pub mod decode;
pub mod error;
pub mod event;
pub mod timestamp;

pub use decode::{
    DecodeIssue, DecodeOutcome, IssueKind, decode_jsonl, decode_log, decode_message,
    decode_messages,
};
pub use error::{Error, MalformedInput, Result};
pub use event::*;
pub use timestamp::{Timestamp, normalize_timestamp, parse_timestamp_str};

========================================================================

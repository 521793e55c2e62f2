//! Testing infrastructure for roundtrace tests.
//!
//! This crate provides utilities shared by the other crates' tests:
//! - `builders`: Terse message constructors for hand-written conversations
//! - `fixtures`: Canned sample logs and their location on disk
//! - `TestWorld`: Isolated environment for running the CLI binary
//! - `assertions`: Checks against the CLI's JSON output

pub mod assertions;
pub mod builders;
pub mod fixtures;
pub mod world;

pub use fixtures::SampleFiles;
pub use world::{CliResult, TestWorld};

========================================================================

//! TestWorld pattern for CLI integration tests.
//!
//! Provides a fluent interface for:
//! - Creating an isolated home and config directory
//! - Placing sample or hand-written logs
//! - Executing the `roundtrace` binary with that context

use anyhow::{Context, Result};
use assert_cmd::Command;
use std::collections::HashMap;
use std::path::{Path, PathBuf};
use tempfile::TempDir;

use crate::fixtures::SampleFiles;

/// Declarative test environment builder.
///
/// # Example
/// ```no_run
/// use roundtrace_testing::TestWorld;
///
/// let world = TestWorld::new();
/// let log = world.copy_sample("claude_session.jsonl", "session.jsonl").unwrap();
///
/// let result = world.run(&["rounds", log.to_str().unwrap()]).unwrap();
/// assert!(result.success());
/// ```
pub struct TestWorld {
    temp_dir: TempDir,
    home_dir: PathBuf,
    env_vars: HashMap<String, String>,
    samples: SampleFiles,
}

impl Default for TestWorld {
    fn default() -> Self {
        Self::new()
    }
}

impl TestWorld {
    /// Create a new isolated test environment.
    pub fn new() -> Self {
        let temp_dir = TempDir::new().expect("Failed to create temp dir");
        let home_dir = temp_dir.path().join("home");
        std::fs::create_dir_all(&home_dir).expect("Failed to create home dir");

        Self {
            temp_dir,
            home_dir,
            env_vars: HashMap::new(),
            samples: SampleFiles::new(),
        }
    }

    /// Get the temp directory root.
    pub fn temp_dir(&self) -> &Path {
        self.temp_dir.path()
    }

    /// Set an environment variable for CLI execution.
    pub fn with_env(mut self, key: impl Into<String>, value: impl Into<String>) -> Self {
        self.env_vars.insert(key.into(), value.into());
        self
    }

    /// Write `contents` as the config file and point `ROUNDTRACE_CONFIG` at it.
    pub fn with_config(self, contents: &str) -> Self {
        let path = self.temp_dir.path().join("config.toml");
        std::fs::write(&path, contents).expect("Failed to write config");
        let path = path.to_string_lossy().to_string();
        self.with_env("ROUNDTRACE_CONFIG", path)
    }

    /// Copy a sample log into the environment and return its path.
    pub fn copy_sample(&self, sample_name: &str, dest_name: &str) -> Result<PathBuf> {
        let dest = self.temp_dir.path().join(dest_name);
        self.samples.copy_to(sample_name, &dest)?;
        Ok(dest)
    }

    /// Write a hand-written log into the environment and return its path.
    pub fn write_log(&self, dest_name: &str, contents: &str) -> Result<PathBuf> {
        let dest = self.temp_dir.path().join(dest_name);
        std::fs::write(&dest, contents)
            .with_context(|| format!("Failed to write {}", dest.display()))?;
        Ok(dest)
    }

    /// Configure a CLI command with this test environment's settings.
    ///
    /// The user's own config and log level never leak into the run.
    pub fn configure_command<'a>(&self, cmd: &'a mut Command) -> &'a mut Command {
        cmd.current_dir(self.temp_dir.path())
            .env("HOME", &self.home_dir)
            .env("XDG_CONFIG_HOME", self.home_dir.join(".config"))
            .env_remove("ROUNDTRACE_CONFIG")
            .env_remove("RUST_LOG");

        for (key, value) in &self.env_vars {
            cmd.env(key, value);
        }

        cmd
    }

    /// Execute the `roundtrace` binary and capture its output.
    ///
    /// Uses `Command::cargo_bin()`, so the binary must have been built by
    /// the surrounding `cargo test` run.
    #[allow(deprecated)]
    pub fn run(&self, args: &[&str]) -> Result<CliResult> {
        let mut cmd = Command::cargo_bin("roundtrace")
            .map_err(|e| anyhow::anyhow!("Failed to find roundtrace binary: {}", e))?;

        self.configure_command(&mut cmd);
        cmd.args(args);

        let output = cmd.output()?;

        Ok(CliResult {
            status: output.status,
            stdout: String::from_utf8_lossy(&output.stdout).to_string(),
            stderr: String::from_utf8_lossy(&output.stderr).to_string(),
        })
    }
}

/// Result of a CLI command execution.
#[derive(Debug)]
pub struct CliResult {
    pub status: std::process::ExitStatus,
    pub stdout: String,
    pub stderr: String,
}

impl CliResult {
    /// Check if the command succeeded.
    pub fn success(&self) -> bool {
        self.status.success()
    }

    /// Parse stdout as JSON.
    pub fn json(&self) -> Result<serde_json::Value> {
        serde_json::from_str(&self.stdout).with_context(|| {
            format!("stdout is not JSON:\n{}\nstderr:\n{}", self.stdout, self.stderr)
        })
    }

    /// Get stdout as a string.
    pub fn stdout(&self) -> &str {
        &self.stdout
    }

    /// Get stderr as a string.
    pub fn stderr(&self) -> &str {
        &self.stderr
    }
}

========================================================================

Description of the task
Scan the lines above for the word "error", then copy each line that has it.

Response area
pub mod error;
pub use error::{Error, MalformedInput, Result};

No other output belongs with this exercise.